TASK DETAILS -
Give only the number of lines in the records that contain the word "headers".

DATA SUPPLIED -
§

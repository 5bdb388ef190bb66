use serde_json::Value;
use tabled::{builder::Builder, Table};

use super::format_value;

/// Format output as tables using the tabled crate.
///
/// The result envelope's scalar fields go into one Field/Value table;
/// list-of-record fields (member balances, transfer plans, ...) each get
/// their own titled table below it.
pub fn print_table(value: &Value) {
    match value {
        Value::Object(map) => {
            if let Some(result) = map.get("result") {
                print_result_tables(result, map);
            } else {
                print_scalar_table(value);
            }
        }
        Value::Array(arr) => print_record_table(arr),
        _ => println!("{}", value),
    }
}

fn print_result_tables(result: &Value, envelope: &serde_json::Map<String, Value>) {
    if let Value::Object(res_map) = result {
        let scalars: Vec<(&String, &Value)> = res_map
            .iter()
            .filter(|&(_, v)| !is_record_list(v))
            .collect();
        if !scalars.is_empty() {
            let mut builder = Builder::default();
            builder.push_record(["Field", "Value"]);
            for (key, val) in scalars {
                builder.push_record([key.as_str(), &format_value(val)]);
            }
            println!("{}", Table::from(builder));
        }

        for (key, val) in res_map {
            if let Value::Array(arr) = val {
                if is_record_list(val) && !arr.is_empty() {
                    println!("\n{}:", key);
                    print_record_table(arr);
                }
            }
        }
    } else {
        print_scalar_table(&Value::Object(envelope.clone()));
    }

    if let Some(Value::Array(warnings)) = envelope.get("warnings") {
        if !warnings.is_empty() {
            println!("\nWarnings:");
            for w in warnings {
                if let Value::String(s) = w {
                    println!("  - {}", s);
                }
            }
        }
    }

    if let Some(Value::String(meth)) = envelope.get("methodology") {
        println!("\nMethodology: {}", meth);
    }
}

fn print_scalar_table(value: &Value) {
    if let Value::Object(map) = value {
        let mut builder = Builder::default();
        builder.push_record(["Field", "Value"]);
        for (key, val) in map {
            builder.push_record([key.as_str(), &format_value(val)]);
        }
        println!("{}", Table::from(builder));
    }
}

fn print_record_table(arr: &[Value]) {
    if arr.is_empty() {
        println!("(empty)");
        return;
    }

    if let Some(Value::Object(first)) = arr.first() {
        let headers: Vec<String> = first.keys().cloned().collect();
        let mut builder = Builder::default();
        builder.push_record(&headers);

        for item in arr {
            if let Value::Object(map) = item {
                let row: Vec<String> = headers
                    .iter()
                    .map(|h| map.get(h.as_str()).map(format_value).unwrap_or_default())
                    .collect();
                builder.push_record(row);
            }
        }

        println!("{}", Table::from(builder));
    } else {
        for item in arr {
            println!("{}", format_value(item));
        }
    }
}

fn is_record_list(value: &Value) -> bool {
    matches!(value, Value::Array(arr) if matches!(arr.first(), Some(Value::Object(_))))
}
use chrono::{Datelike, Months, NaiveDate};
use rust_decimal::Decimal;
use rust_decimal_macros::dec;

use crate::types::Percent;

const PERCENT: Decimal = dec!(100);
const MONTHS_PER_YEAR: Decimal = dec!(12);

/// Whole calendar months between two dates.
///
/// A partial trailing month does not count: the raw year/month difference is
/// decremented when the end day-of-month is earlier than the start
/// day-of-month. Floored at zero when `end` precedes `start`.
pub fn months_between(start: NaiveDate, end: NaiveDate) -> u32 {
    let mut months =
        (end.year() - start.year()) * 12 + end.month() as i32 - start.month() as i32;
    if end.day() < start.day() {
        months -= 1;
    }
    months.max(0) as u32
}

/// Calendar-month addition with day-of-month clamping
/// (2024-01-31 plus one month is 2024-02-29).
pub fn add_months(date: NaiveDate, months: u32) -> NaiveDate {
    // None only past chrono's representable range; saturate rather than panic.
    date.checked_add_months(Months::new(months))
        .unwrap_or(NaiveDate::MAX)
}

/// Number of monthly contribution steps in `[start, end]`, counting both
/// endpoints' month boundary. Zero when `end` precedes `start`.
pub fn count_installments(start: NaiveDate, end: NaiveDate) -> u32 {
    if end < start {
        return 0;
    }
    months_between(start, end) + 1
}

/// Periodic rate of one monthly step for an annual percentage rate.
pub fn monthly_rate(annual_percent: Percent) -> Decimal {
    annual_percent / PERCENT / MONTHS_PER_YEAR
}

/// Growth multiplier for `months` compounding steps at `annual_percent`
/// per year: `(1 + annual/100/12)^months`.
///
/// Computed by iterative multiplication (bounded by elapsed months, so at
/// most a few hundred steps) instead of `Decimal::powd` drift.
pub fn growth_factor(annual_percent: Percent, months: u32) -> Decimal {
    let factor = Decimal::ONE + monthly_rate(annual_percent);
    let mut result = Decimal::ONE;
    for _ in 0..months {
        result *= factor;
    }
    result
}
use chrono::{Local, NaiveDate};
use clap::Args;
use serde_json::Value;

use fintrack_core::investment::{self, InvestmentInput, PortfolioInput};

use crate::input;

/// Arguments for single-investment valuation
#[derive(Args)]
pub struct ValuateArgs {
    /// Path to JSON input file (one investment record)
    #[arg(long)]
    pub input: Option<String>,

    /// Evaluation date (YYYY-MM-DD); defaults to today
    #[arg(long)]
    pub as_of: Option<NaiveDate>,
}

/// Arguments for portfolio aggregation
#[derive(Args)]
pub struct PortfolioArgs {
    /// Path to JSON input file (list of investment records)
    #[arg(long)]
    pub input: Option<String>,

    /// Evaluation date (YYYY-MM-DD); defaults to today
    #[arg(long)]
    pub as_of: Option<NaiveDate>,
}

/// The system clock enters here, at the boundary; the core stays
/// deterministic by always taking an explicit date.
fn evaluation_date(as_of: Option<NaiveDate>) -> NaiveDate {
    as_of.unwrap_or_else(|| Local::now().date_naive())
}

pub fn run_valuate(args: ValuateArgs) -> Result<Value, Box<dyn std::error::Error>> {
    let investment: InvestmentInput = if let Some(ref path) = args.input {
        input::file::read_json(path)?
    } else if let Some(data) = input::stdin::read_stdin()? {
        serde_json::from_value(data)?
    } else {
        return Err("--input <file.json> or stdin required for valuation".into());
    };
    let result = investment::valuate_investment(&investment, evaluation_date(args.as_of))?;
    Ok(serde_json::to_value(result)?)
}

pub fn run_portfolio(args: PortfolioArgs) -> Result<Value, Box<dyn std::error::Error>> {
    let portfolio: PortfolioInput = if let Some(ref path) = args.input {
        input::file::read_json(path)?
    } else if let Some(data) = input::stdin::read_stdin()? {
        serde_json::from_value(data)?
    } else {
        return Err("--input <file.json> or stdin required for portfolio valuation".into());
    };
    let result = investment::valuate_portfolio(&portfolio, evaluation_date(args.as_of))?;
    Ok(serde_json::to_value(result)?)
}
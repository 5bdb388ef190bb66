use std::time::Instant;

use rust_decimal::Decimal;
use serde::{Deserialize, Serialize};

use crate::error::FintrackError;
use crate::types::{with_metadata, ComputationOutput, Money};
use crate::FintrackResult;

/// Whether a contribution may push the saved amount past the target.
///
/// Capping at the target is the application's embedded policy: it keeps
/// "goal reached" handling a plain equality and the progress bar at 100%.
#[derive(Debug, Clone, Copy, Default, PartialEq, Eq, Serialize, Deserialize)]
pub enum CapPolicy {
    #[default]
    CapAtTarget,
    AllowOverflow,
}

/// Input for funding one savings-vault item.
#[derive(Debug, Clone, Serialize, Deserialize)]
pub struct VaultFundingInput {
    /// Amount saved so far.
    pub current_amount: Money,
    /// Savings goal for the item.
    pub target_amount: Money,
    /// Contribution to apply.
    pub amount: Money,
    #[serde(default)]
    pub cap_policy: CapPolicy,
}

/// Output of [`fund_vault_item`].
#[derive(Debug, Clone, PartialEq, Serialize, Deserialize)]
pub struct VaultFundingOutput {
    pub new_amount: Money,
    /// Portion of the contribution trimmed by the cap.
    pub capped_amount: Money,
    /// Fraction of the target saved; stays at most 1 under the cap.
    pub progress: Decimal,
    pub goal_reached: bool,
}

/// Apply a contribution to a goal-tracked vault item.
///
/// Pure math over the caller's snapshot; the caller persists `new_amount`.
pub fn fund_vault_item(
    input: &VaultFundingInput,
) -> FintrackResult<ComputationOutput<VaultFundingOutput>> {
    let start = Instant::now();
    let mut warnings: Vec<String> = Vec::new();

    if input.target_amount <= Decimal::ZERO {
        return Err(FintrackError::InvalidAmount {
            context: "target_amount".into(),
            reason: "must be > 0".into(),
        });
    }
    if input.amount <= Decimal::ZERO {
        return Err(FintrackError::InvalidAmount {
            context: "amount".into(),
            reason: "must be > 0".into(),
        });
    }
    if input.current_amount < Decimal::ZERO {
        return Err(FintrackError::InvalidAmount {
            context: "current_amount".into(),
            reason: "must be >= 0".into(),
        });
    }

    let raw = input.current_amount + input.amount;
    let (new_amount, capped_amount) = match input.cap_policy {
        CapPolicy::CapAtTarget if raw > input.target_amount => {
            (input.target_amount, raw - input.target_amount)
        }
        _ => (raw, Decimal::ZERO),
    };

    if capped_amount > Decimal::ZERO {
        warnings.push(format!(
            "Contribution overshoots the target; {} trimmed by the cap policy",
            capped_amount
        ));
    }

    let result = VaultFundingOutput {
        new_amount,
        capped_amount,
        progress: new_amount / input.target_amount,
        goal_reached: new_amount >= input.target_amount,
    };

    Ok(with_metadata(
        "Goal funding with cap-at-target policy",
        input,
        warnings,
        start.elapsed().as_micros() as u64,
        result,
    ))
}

§

OUTPUT FOR THIS TASK -
3